Detour (1945) Detour was filmed in less than a week, and it's difficult to decide out of the actors and the screenplay which is its weakest point.... Yet it still somehow seemed to drag me in. The plot revolves around luckless Al who is hitchhiking to California. Al gets a lift from a man called Haskell who quickly falls down dead from a heart attack. Al quickly buries the body and takes Haskell's money, car and identification, believing that the police will believe Al murdered him. An unstable element is soon introduced in the guise of Vera, who, through a set of coincidences that stretches credulity, knows that this 'new' Haskell (ie. Al pretending to be him) is not who he seems. Vera then attaches herself to Al in order to blackmail him, and the world starts to spin out of his control. It must be understood that none of this is executed very well. Rather, what makes Detour so interesting to watch is that its 'errors' lend a distinctively creepy and unnatural hue to the film. Indeed, in the early twentieth century, Sigmund Freud used the word unheimlich to describe the experience of something that is not simply mysterious, but something creepy in a strangely familiar way. This is almost the perfect description of watching Detour its eerie nature means that we are not only frequently second-guessed about where the film is going, but are often uncertain whether we are watching the usual objective perspective offered by cinema. In particular, are all the ham-fisted segues, stilted dialogue and inscrutable character motivations actually a product of Al inventing a story for the viewer? Did he murder Haskell after all, despite the film 'showing' us that Haskell died of natural causes? In other words, are we watching what Al wants us to believe? Regardless of the answers to these questions, the film succeeds precisely because of its accidental or inadvertent choices, so it is an implicit reminder that seeking the director's original intention in any piece of art is a complete mirage. Detour is certainly not a good film, but it just might be a great one. (It is a short film too, and, out of copyright, it is available online for free.)

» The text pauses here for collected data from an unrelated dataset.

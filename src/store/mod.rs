//! Execution engine over a read-only relational store.
//!
//! `QueryStore` is the seam to the data store; `execute` turns a store call
//! into a fully materialized [`ExecutionResult`] with a classified error.

pub mod sqlite;

use crate::types::{AskError, Result, Row};
use async_trait::async_trait;
use serde::{Deserialize, Serialize};
use std::fmt;
use std::time::Duration;

pub use sqlite::SqliteStore;

/// Execution failure classification.
#[derive(Debug, Clone, Copy, PartialEq, Eq, Serialize, Deserialize)]
pub enum ExecErrorKind {
    Timeout,
    OperationalError,
    UnknownError,
}

impl fmt::Display for ExecErrorKind {
    fn fmt(&self, f: &mut fmt::Formatter<'_>) -> fmt::Result {
        let name = match self {
            Self::Timeout => "Timeout",
            Self::OperationalError => "OperationalError",
            Self::UnknownError => "UnknownError",
        };
        f.write_str(name)
    }
}

/// Materialized rows from a successful statement.
#[derive(Debug, Clone, Default)]
pub struct RowSet {
    pub columns: Vec<String>,
    pub rows: Vec<Row>,
    /// Wall-clock time of the statement itself (monotonic clock)
    pub elapsed: Duration,
}

/// One row of the store's execution plan.
#[derive(Debug, Clone, PartialEq, Eq, Serialize, Deserialize)]
pub struct PlanStep {
    pub id: i64,
    pub parent: i64,
    pub detail: String,
}

impl PlanStep {
    pub fn new(id: i64, parent: i64, detail: impl Into<String>) -> Self {
        Self {
            id,
            parent,
            detail: detail.into(),
        }
    }
}

/// Read-only store able to run and explain single statements.
///
/// Implementations must not share connection state between calls: every
/// call is its own session, so concurrent requests never observe each other.
#[async_trait]
pub trait QueryStore: Send + Sync {
    /// Run a statement and materialize every row.
    ///
    /// # Errors
    ///
    /// Returns `AskError::ExecutionTimeout` when `timeout` elapses (the
    /// statement is cancelled), otherwise `ExecutionOperationalError` or
    /// `ExecutionUnknownError`
    async fn query(&self, sql: &str, timeout: Duration) -> Result<RowSet>;

    /// Describe how the statement would run, without running it.
    async fn explain(&self, sql: &str, timeout: Duration) -> Result<Vec<PlanStep>>;

    /// Human-readable schema description.
    async fn describe_schema(&self) -> Result<String>;
}

/// Outcome of executing a validated query.
#[derive(Debug, Clone, Default, Serialize, Deserialize)]
pub struct ExecutionResult {
    pub success: bool,
    pub columns: Vec<String>,
    pub rows: Vec<Row>,
    pub row_count: usize,
    pub elapsed_ms: f64,
    pub error_kind: Option<ExecErrorKind>,
    pub error_message: Option<String>,
}

impl ExecutionResult {
    /// Success record from a row set.
    pub fn from_rows(rows: RowSet) -> Self {
        Self {
            success: true,
            row_count: rows.rows.len(),
            elapsed_ms: round_ms(rows.elapsed),
            columns: rows.columns,
            rows: rows.rows,
            error_kind: None,
            error_message: None,
        }
    }

    /// Failure record: zero rows, classified error.
    ///
    /// Timeouts report the timeout itself as elapsed time.
    pub fn from_error(err: &AskError, timeout: Duration) -> Self {
        let kind = err.exec_kind().unwrap_or(ExecErrorKind::UnknownError);
        let elapsed_ms = match kind {
            ExecErrorKind::Timeout => round_ms(timeout),
            _ => 0.0,
        };

        Self {
            success: false,
            elapsed_ms,
            error_kind: Some(kind),
            error_message: Some(err.to_string()),
            ..Self::default()
        }
    }
}

/// Execute a validated query with a timeout.
///
/// Never returns partial rows: either every row or none.
pub async fn execute(store: &dyn QueryStore, sql: &str, timeout: Duration) -> ExecutionResult {
    match store.query(sql, timeout).await {
        Ok(rows) => {
            tracing::debug!(rows = rows.rows.len(), elapsed_ms = ?rows.elapsed, "query executed");
            ExecutionResult::from_rows(rows)
        }
        Err(err) => {
            tracing::warn!(error = %err, "query execution failed");
            ExecutionResult::from_error(&err, timeout)
        }
    }
}

fn round_ms(duration: Duration) -> f64 {
    (duration.as_secs_f64() * 100_000.0).round() / 100.0
}

#[cfg(test)]
mod tests {
    use super::*;
    use crate::types::Value;

    #[test]
    fn test_from_rows_counts_rows() {
        let rows = RowSet {
            columns: vec!["n".into()],
            rows: vec![Row::new(vec![Value::Integer(1)]), Row::new(vec![Value::Integer(2)])],
            elapsed: Duration::from_micros(1_234_567),
        };
        let result = ExecutionResult::from_rows(rows);
        assert!(result.success);
        assert_eq!(result.row_count, 2);
        assert_eq!(result.elapsed_ms, 1234.57);
        assert!(result.error_kind.is_none());
    }

    #[test]
    fn test_from_error_has_no_rows() {
        let err = AskError::ExecutionTimeout(2_000);
        let result = ExecutionResult::from_error(&err, Duration::from_secs(2));
        assert!(!result.success);
        assert!(result.rows.is_empty());
        assert_eq!(result.row_count, 0);
        assert_eq!(result.error_kind, Some(ExecErrorKind::Timeout));
        assert_eq!(result.elapsed_ms, 2000.0);

        let err = AskError::ExecutionOperationalError("no such table: x".into());
        let result = ExecutionResult::from_error(&err, Duration::from_secs(2));
        assert_eq!(result.error_kind, Some(ExecErrorKind::OperationalError));
        assert_eq!(result.elapsed_ms, 0.0);
        assert!(result.error_message.unwrap().contains("no such table"));
    }

    #[test]
    fn test_exec_error_kind_display() {
        assert_eq!(ExecErrorKind::OperationalError.to_string(), "OperationalError");
    }
}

Safe (1995) Safe is a subtly disturbing film about an upper-middle-class housewife who begins to complain about vague symptoms of illness. Initially claiming that she doesn't feel right, Carol starts to have unexplained headaches, a dry cough and nosebleeds, and eventually begins to have trouble breathing. Carol's family doctor treats her concerns with little care, and suggests to her husband that she sees a psychiatrist. Yet Carol's episodes soon escalate. For example, as a 'homemaker' and with nothing else to occupy her, Carol's orders a new couch for a party. But when the store delivers the wrong one (although it is not altogether clear that they did), Carol has a near breakdown. Unsure where to turn, an 'allergist' tells Carol she has "Environmental Illness," and so Carol eventually checks herself into a new-age commune filled with alternative therapies. On the surface, Safe is thus a film about the increasing about of pesticides and chemicals in our lives, something that was clearly felt far more viscerally in the 1990s. But it is also a film about how lack of genuine healthcare for women must be seen as a critical factor in the rise of crank medicine. (Indeed, it made for something of an uncomfortable watch during the coronavirus lockdown.) More interestingly, however, Safe gently-yet-critically examines the psychosocial causes that may be aggravating Carol's illnesses, including her vacant marriage, her hollow friends and the 'empty calorie' stimulus of suburbia. None of this should be especially new to anyone: the gendered Victorian term 'hysterical' is often all but spoken throughout this film, and perhaps from the very invention of modern medicine, women's symptoms have often regularly minimised or outright dismissed. (Hilary Mantel's 2003 memoir, Giving Up the Ghost is especially harrowing on this.) As I opened this review, the film is subtle in its messaging. Just to take one example from many, the sound of the cars is always just a fraction too loud: there's a scene where a group is eating dinner with a road in the background, and the total effect can be seen as representing the toxic fumes of modernity invading our social lives and health. I won't spoiler the conclusion of this quietly devasting film, but don't expect a happy ending.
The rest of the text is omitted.